Не менее эффектной иллюстрацией комбинирования изофорфемы с аллегорией является портрет Симонетты Веспуччи - фаворитки флорентинского герцога Лодовика Великолепного - работы Пьеро ди Козимо. Внимание зрителя сразу же привлекает необычное змеиное ожерелье. Именно оно, по-видимому, сбило с толку известного художника-маньериста и первого историка итальянской живописи эпохи Возрождения Вазари, решившего, что на картине изображена египетская царица Клеопатра, как известно, покончившая самоубийством с помощью укуса змеи.

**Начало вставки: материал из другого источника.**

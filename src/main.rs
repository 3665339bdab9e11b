mod cli;
mod menu;

use clap::Parser;
use tracing_subscriber::EnvFilter;

#[tokio::main]
async fn main() -> anyhow::Result<()> {
    tracing_subscriber::fmt()
        .with_env_filter(EnvFilter::try_from_default_env().unwrap_or_else(|_| EnvFilter::new("warn")))
        .init();

    let cli = cli::Cli::parse();
    match cli.command {
        Some(command) => cli::run(command).await,
        None => menu::run().await,
    }
}
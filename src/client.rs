//! Telegram client assembly
//!
//! The only module that talks to grammers directly for connections, so the
//! session/record bridge lives in one place.

use std::net::IpAddr;

use grammers_client::{Client, Config, InitParams};
use grammers_session::Session;

use crate::config::ApiCredentials;
use crate::session::SessionRecord;
use crate::{Error, Result};

/// Open a client over the record's session
pub async fn connect(record: &SessionRecord, creds: &ApiCredentials) -> Result<Client> {
    connect_with_session(Session::from_data(record.to_session_data()), creds).await
}

/// Open a client over a fresh, unauthorized session
pub async fn connect_new(creds: &ApiCredentials) -> Result<Client> {
    connect_with_session(Session::new(), creds).await
}

async fn connect_with_session(session: Session, creds: &ApiCredentials) -> Result<Client> {
    tracing::debug!(api_id = creds.api_id, "connecting to Telegram");

    Client::connect(Config {
        session,
        api_id: creds.api_id,
        api_hash: creds.api_hash.clone(),
        params: InitParams::default(),
    })
    .await
    .map_err(Error::telegram)
}

/// Extract a canonical record from an authorized client
///
/// Pulls the home DC and its auth key out of the live session state.
pub fn record_from_client(client: &Client, user_id: i64) -> Result<SessionRecord> {
    let data = client.session().data();
    let home_dc = data.home_dc;

    let option = data
        .dc_options
        .get(&home_dc)
        .ok_or(Error::AuthKeyMissing { dc_id: home_dc })?;
    let auth_key = option
        .auth_key
        .ok_or(Error::AuthKeyMissing { dc_id: home_dc })?;

    let mut record = SessionRecord::with_address(
        home_dc,
        IpAddr::V4(*option.ipv4.ip()),
        option.ipv4.port(),
        auth_key,
    )?;
    record.user_id = Some(user_id);
    Ok(record)
}
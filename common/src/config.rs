use std::{
    collections::HashSet,
    path::{Path, PathBuf},
};

use eyre::{Context, Result, bail};
use serde::{Deserialize, Serialize};
use tokio::fs::read_to_string;

use crate::{
    bench::Bench,
    benches::{repeat::Repeat, sweep::Sweep},
    chart::{ChartSettings, ParamAxis},
    extract::ColumnPattern,
    range::SweepRange,
    series::SamplePolicy,
    stats::SavitzkyGolay,
};

#[derive(Debug, Clone, Serialize, Deserialize)]
pub struct Config {
    pub name: String,
    #[serde(default)]
    pub settings: Settings,
    pub benches: Vec<InnerBench>,
}

#[derive(Debug, Clone, Serialize, Deserialize)]
#[serde(default, deny_unknown_fields)]
pub struct Settings {
    /// Where the benchmark executables live
    pub install_dir: PathBuf,
    pub img_dir: PathBuf,
    pub data_dir: PathBuf,
    /// `None` draws the raw samples
    pub smoothing: Option<SavitzkyGolay>,
    pub on_sample_error: SamplePolicy,
    pub chart: ChartSettings,
}

impl Default for Settings {
    fn default() -> Self {
        Self {
            install_dir: PathBuf::from("install/bin"),
            img_dir: PathBuf::from("graphs/imgs"),
            data_dir: PathBuf::from("graphs/data"),
            smoothing: Some(SavitzkyGolay::default()),
            on_sample_error: SamplePolicy::default(),
            chart: ChartSettings::default(),
        }
    }
}

#[derive(Debug, Clone, Serialize, Deserialize)]
pub struct InnerBench {
    pub name: String,
    pub bench: Box<dyn Bench>,
}

impl InnerBench {
    pub fn new(name: impl Into<String>, bench: impl Bench + 'static) -> Self {
        Self {
            name: name.into(),
            bench: Box::new(bench),
        }
    }
}

/// Configurations compiled into the binary
#[derive(Debug, Clone, Copy, PartialEq, Eq)]
pub enum Suite {
    /// Thread creation and switching sweeps, charted
    Graphs,
    /// Repeated fibonacci runs, summarised
    Fibonacci,
}

fn pattern(src: &str) -> Result<ColumnPattern> {
    src.parse::<ColumnPattern>()
        .wrap_err_with(|| format!("Built-in column pattern {src:?}"))
}

impl Config {
    pub fn builtin(suite: Suite) -> Result<Self> {
        let benches = match suite {
            Suite::Graphs => {
                let threads = SweepRange::new(1, 100, 10);
                let yields = SweepRange::new(1, 100, 10);
                let mut benches = Vec::new();
                for (name, columns) in [
                    ("21-create-many", r#"$1 "\t" $8"#),
                    ("22-create-many-recursive", r#"$1 "\t" $8"#),
                    ("23-create-many-once", r#"$1 "\t" $10"#),
                ] {
                    let sweep = Sweep::new(pattern(columns)?, threads).with_smooth(false);
                    benches.push(InnerBench::new(name, sweep));
                }
                for (name, columns) in [
                    ("31-switch-many", r#"$1 "\t" $4 "\t" $6"#),
                    ("32-switch-many-join", "$9; exit"),
                    ("33-switch-many-cascade", "$9; exit"),
                ] {
                    let sweep = Sweep::new(pattern(columns)?, threads)
                        .with_secondary(yields)
                        .with_smooth(false);
                    benches.push(InnerBench::new(name, sweep));
                }
                let fibonacci = Sweep::new(pattern(r#"$3 "\t" $7"#)?, SweepRange::new(1, 15, 10))
                    .with_pinned(SweepRange::new(1, 21, 1))
                    .with_axis(ParamAxis::ProblemSize);
                benches.push(InnerBench::new("51-fibonacci", fibonacci));
                benches
            }
            Suite::Fibonacci => {
                let mut benches = Vec::new();
                for n in [8, 15, 16] {
                    let repeat = Repeat {
                        program: "51-fibonacci".to_owned(),
                        args: vec![n],
                        runs: 100,
                        columns: pattern("$7; exit")?,
                    };
                    benches.push(InnerBench::new(format!("fibo-{n}"), repeat));
                }
                benches
            }
        };
        let name = match suite {
            Suite::Graphs => "graphs",
            Suite::Fibonacci => "fibonacci",
        };
        Ok(Self {
            name: name.to_owned(),
            settings: Settings::default(),
            benches,
        })
    }

    pub fn parse(data: &str) -> Result<Self> {
        Ok(serde_yml::from_str(data)?)
    }

    pub async fn load(path: &Path) -> Result<Self> {
        let data = read_to_string(path)
            .await
            .wrap_err_with(|| format!("Read config {}", path.display()))?;
        Self::parse(&data).wrap_err_with(|| format!("Parse config {}", path.display()))
    }

    /// Checks every experiment before anything is launched
    pub fn validate(&self) -> Result<()> {
        if let Some(filter) = &self.settings.smoothing {
            filter.validate().wrap_err("Smoothing settings")?;
        }
        let mut seen = HashSet::new();
        for experiment in &self.benches {
            if !seen.insert(experiment.name.as_str()) {
                bail!("Test {} is configured twice", experiment.name);
            }
            experiment
                .bench
                .validate(&experiment.name, &self.settings)
                .wrap_err_with(|| format!("Invalid configuration for {}", experiment.name))?;
        }
        Ok(())
    }
}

Между тем, в этой ошибке была доля истины. Клеопатра не случайно выбрала именно такой способ свести счеты с жизнью: по египетскому поверью укус змеи дарует бессмертие. Змея же, кусающая собственный хвост, всегда считалась символом вечности. Отсюда нетрудно догадаться, что в образе змеиного ожерелья мы имеем дело со своеобразной аллегорией бессмертия - бессмертия красоты той, которая прожила очень яркую, но очень короткую (23 года) жизнь...
С настоящей вакханалией изоморфем, метафор и аллегорий зритель встречается, когда начинает рассматривать такие грандиозные композиции как, например, "Сад удовольствий" Босха, "фламандские пословицы" П.Брейгеля или "За секунду до пробуждения после облета шмеля вокруг плода граната" Дали. Ситуация еще более усложняется из-за того, что различия между изоформемой, метафорой и аллегорией, вообще говоря, относительны и они могут переходить друг в друга. Один и тот же образ по отношению к одному объекту может быть метафорой, а по отношению к другому - аллегорией, и наоборот. Например, "Клевета" Боттичелли, как мы показали ранее, является аллегорией, поскольку она выражает эмоциональное отношение к "абстрактному" объекту. Но аналогичный образ "Клеветы" у Апеллеса играл роль метафоры, ибо Апеллес выразил в своей картине эмоциональное отношение к вполне конкретному событию в своей жизни - ложному обвинению его в государственной измене.
До сих пор мы говорили о сюжетном символизме художественного образа. Теперь пришла пора обсудить и так называемый формальный символизм этого образа. Последний - вещь более тонкая и менее доступная пониманию даже зрителя с хорошо натренированным глазом. Мы рассмотрим символический смысл следующих формальных компонент живописного образа: а) линии; б) формы; в) света; г) цвета; д) перспективы. Особенность формального символизма состоит в том, что все указанные компоненты могут приобрести самостоятельный условный смысл, не зависимый от их принадлежности тому или иному предмету.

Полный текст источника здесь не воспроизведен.